Dinda mulai menangis sesenggukan mendengar perkatan Amira yang amat menyakitkan untuknya

" mama ini Dinda " ucap Dinda bergetar, dirinyapun tak menghiraukan luka pukulan sang mama di tubuhnya. Dinda tahu bahwa saat ini mamanya tengah tak sadar karena pengaruh alkohol

" Dinda.... " ucap Amira dengan suara lirih dan tidak melanjutkan aksi brutalnya, bahkan wanita itu menatap Dinda lekat-lekat sembari membelai wajah gadis cantik itu.

" mengapa kamu harus lahir dari rahim wanita menjijikan itu. setiap melihat wajahmu, aku akan selalu mengingat penghianatan Toni dan Sekar. kenapa ?! " teriak Amira lagi

" gak ma, Dinda anak mama Amira. Dinda anak mama dan akan selalu begitu " Dinda mulai memohon pada sang mama

" pergi !! aku sangat membencimu.
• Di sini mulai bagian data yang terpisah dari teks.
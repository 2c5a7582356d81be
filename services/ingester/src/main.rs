//! wx-ingest: GRIB ingestion worker and tools.
//!
//! Drains the ingest queue, imports local GRIB files, reduces remote files
//! to the configured fields, and prints daily summaries for a location.

use anyhow::{Context, Result};
use chrono::{TimeZone, Utc};
use clap::{Parser, Subcommand};
use std::path::PathBuf;
use tracing::info;

use ingester::commands::{self, Catalog, SummaryRequest};
use ingester::{logging, IngesterConfig};

#[derive(Parser, Debug)]
#[command(name = "wx-ingest")]
#[command(about = "Weather model ingestion and summaries")]
struct Args {
    /// Catalog seed files or directories (YAML)
    #[arg(long, global = true, env = "CATALOG_SEED", value_delimiter = ',')]
    seed: Vec<PathBuf>,

    /// Log level or filter directives (default: RUST_LOG, then info)
    #[arg(long, global = true)]
    log_level: Option<String>,

    /// Log as JSON lines
    #[arg(long, global = true, env = "LOG_JSON")]
    log_json: bool,

    #[command(subcommand)]
    command: Command,
}

#[derive(Subcommand, Debug)]
enum Command {
    /// Process the ingest queue until it is empty
    Worker,

    /// Ingest local GRIB files; each needs a `.idx` next to it
    Import {
        /// Source short name, e.g. hrrr
        source: String,
        #[arg(required = true)]
        files: Vec<PathBuf>,
    },

    /// Download only the source's configured fields of a remote GRIB file
    Reduce {
        grib_url: String,
        idx_url: String,
        source: String,
        out: PathBuf,
    },

    /// Print daily summaries for a location as JSON
    Summarize {
        #[arg(long, allow_hyphen_values = true)]
        lat: f64,
        #[arg(long, allow_hyphen_values = true)]
        lon: f64,
        #[arg(long, default_value_t = 3)]
        days: u32,
        /// Unix seconds (default: now)
        #[arg(long)]
        start: Option<i64>,
        /// Hours east of UTC for day boundaries
        #[arg(long, default_value_t = 0, allow_hyphen_values = true)]
        utc_offset: i32,
    },
}

#[tokio::main]
async fn main() -> Result<()> {
    let args = Args::parse();
    logging::init(args.log_level.as_deref(), args.log_json)?;

    let config = IngesterConfig::from_env()?;
    info!(
        database = config.database_url.is_some(),
        local_store = ?config.storage.local_path,
        "Loaded configuration"
    );
    let catalog = Catalog::open(&config, &args.seed).await?;

    match args.command {
        Command::Worker => {
            let stats = commands::run_worker(&config, catalog).await?;
            info!(?stats, "Worker finished");
        }
        Command::Import { source, files } => {
            let ingestor = commands::ingestor(&config, &catalog, commands::field_store(&config)?);
            for (file, stats) in files
                .iter()
                .zip(commands::import_files(&ingestor, &source, &files).await?)
            {
                info!(file = %file.display(), ?stats, "Imported");
            }
        }
        Command::Reduce {
            grib_url,
            idx_url,
            source,
            out,
        } => {
            let stats =
                commands::reduce_to_file(&config, &catalog, &grib_url, &idx_url, &source, &out)
                    .await?;
            info!(out = %out.display(), ?stats, "Reduced");
        }
        Command::Summarize {
            lat,
            lon,
            days,
            start,
            utc_offset,
        } => {
            let start = match start {
                Some(ts) => Utc
                    .timestamp_opt(ts, 0)
                    .single()
                    .with_context(|| format!("Invalid start timestamp: {}", ts))?,
                None => Utc::now(),
            };
            let request = SummaryRequest {
                lat,
                lon,
                start,
                days,
                utc_offset_hours: utc_offset,
            };
            let store = commands::field_store(&config)?;
            let response = commands::summarize(&catalog, store.as_ref(), &request).await?;
            println!("{}", serde_json::to_string_pretty(&response)?);
        }
    }

    Ok(())
}
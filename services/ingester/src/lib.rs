//! Library half of the `wx-ingest` binary: configuration, seed loading and
//! the subcommands, kept here so they can be tested without a process.

pub mod commands;
pub mod config;
pub mod config_loader;
pub mod logging;

pub use config::IngesterConfig;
Karena dirimu pernikahanku hancur berantakan !! " Amira mulai memukuli Dinda kembali hingga gadis cantik itu beberapa kali terdorong jatuh karena kebrutalan Amira.

" seharusnya kamu gak pernah terlahir di dunia ini. Lebih baik kamu mati hingga aku bisa hidup dengan tenang !! " Amira mulai menarik rambut Dinda dan memojokkan gadis itu ke tembok. Dinda hanya menggeleng-gelengkan kepalanya dan sesekali memanggil Amira dengan suara lirih.
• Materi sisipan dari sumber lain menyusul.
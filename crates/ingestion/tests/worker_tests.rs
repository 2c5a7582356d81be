//! Queue worker against a fake remote and in-memory storage.

use async_trait::async_trait;
use bytes::Bytes;
use chrono::{Duration, Utc};
use std::collections::HashMap;
use std::sync::Arc;

use ingestion::{ByteRange, FetchError, GribIngestor, ItemOutcome, UrlFetcher, Worker, WorkerPolicy};
use object_store::memory::InMemory;
use storage::{
    CatalogSeed, FieldSeed, IngestQueue, MemoryCatalog, MemoryQueue, ObjectFieldStore, SourceSeed,
};
use test_utils::{create_temperature_grid, Grib2Builder, IndexBuilder};
use wx_common::{metrics, GribSelector, IndexSelector, IngestRequest, SourceId};

const GRIB_URL: &str = "https://nomads.example.com/gfs.t12z.pgrb2.0p25.f001";
const IDX_URL: &str = "https://nomads.example.com/gfs.t12z.pgrb2.0p25.f001.idx";

/// Serves fixed bodies; any other URL is a 404.
#[derive(Default)]
struct FakeRemote {
    files: HashMap<String, Bytes>,
}

impl FakeRemote {
    fn with(mut self, url: &str, body: impl Into<Bytes>) -> Self {
        self.files.insert(url.to_string(), body.into());
        self
    }

    fn body(&self, url: &str) -> Result<&Bytes, FetchError> {
        self.files.get(url).ok_or_else(|| FetchError::Status {
            url: url.to_string(),
            status: 404,
        })
    }
}

#[async_trait]
impl UrlFetcher for FakeRemote {
    async fn get(&self, url: &str) -> Result<Bytes, FetchError> {
        self.body(url).cloned()
    }

    async fn get_range(&self, url: &str, range: ByteRange) -> Result<Bytes, FetchError> {
        let body = self.body(url)?;
        let end = (range.start + range.length).min(body.len() as u64);
        Ok(body.slice(range.start as usize..end as usize))
    }

    async fn exists(&self, url: &str) -> Result<bool, FetchError> {
        Ok(self.files.contains_key(url))
    }
}

fn published() -> FakeRemote {
    let fixture = IndexBuilder::new("2024011512")
        .add(
            "TMP",
            "2 m above ground",
            "1 hour fcst",
            Grib2Builder::new_gfs()
                .with_forecast_hour(1)
                .with_values(create_temperature_grid(4, 3))
                .build(),
        )
        .add(
            "RH",
            "2 m above ground",
            "1 hour fcst",
            Grib2Builder::new_gfs()
                .with_parameter(1, 1)
                .with_forecast_hour(1)
                .build(),
        )
        .build();
    FakeRemote::default()
        .with(GRIB_URL, fixture.grib)
        .with(IDX_URL, fixture.index)
}

fn catalog() -> Arc<MemoryCatalog> {
    let seed = CatalogSeed {
        metrics: vec![],
        sources: vec![SourceSeed {
            short_name: "gfs".into(),
            name: "GFS 0.25 Degree".into(),
            src_url: None,
            fields: vec![FieldSeed {
                metric: metrics::TEMP,
                idx: IndexSelector::new("TMP", "2 m above ground"),
                grib: GribSelector::new("TMP", "2 m above ground"),
            }],
        }],
    };
    Arc::new(MemoryCatalog::from_seed(&seed).unwrap())
}

fn request(source: &str, valid_offset: Duration) -> IngestRequest {
    let valid = Utc::now() + valid_offset;
    IngestRequest {
        url: GRIB_URL.into(),
        idx_url: IDX_URL.into(),
        source: source.into(),
        valid_time: valid.timestamp(),
        run_time: (valid - Duration::hours(1)).timestamp(),
    }
}

struct Harness {
    catalog: Arc<MemoryCatalog>,
    queue: Arc<MemoryQueue>,
    worker: Worker,
}

fn harness(remote: FakeRemote) -> Harness {
    let catalog = catalog();
    let queue = Arc::new(MemoryQueue::new());
    let store = Arc::new(ObjectFieldStore::new(Arc::new(InMemory::new())));
    let ingestor = GribIngestor::new(catalog.clone(), catalog.clone(), store);
    let worker = Worker::new(
        queue.clone(),
        Arc::new(remote),
        ingestor,
        WorkerPolicy::default(),
    );
    Harness {
        catalog,
        queue,
        worker,
    }
}

#[tokio::test]
async fn test_published_item_is_ingested() {
    let h = harness(published());
    h.queue
        .put(&request("gfs", Duration::hours(1)), std::time::Duration::ZERO)
        .await
        .unwrap();

    let stats = h.worker.run().await.unwrap();
    assert_eq!(stats.ingested, 1);
    assert!(h.queue.is_empty().await);

    let source = h.catalog.source(SourceId(1)).await.unwrap();
    assert!(source.last_updated.is_some());
}

#[tokio::test]
async fn test_only_selected_ranges_are_ingested() {
    let h = harness(published());
    let outcome = h
        .worker
        .handle(&request("gfs", Duration::hours(1)))
        .await
        .unwrap();

    let ItemOutcome::Ingested(stats) = outcome else {
        panic!("expected ingestion, got {:?}", outcome);
    };
    assert_eq!(stats.messages, 1);
    assert_eq!(stats.missing_fields, 0);
}

#[tokio::test]
async fn test_expired_item_is_dropped() {
    let h = harness(published());
    h.queue
        .put(&request("gfs", -Duration::hours(13)), std::time::Duration::ZERO)
        .await
        .unwrap();

    let stats = h.worker.run().await.unwrap();
    assert_eq!(stats.expired, 1);
    assert_eq!(stats.ingested, 0);
    assert!(h.queue.is_empty().await);
}

#[tokio::test]
async fn test_unpublished_item_is_rescheduled() {
    // Index published, GRIB not yet
    let remote = FakeRemote::default().with(IDX_URL, "1:0:d=2024011512:TMP:2 m above ground:anl:\n");
    let h = harness(remote);
    h.queue
        .put(&request("gfs", Duration::hours(1)), std::time::Duration::ZERO)
        .await
        .unwrap();

    let before = Utc::now();
    let stats = h.worker.run().await.unwrap();
    assert_eq!(stats.missing, 1);

    let queued = h.queue.snapshot().await;
    assert_eq!(queued.len(), 1);
    assert!(queued[0].0 >= before + Duration::seconds(300));
}

#[tokio::test]
async fn test_failed_item_is_retried_later() {
    let h = harness(published());
    h.queue
        .put(&request("metar", Duration::hours(1)), std::time::Duration::ZERO)
        .await
        .unwrap();

    let before = Utc::now();
    let stats = h.worker.run().await.unwrap();
    assert_eq!(stats.failed, 1);

    let queued = h.queue.snapshot().await;
    assert_eq!(queued.len(), 1);
    assert_eq!(queued[0].1.source, "metar");
    assert!(queued[0].0 >= before + Duration::seconds(240));
    assert!(queued[0].0 < before + Duration::seconds(300));
}

#[tokio::test]
async fn test_empty_queue_stops_immediately() {
    let h = harness(published());
    let stats = h.worker.run().await.unwrap();
    assert_eq!(stats, Default::default());
}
Amira yang memang tidak sadar dengan apa yang sedang ia perbuat dan tengah terbawa emosi semakin gencar menyakiti Dinda. Amira mulai mencekik leher Dinda hingga gadis itu mulai tak bisa bernapas.

Dengan napas yang terputus-putus, Dinda tetap berusaha menenangkan mamanya dengan sesekali mencoba melepaskan diri dari wanita itu. Dinda dapat melihat wajah mamanya yang penuh dengan air mata. Kala matanya bertemu pandang dengan manik mata milik Amira, dirinya bisa melihat dengan jelas pancaran kesedihan yang amat sangat dalam manik mata itu. dinda saat ini benar-benar paham dengan rasa sakit Amira yang wanita itu pendam seorang diri selama ini.

Dinda tersadar bahwa wanita di hadapannya ini amatlah merasa tersiksa dengan kehadirannya. Ya Tuhan, mengapa dirinya harus dilahirkan jika dengan kelahirannya membuat kehidupan wanita yang dicintainya ini amatlah menderita.

Melihat kesedihan mendalam dari kedua bola mata Amira, membuat Dinda tak lagi memberontak dan mencoba melepaskan diri dari mamanya. Dinda pasrah dengan apa yang akan terjadi, dirinya merasa sepertinya Amira akan benar-benar bahagia jika dirinya tak pernah ada di dunia ini. Dinda berpikir matipun tak apa asalkan dirinya bisa melihat kebahagianan di mata Amira, satu-satunya wanita yang akan selalu menjadi mamanya. Dinda tetap diam tanpa berontak hingga dirinya benar-benar mulai kehabisan napas.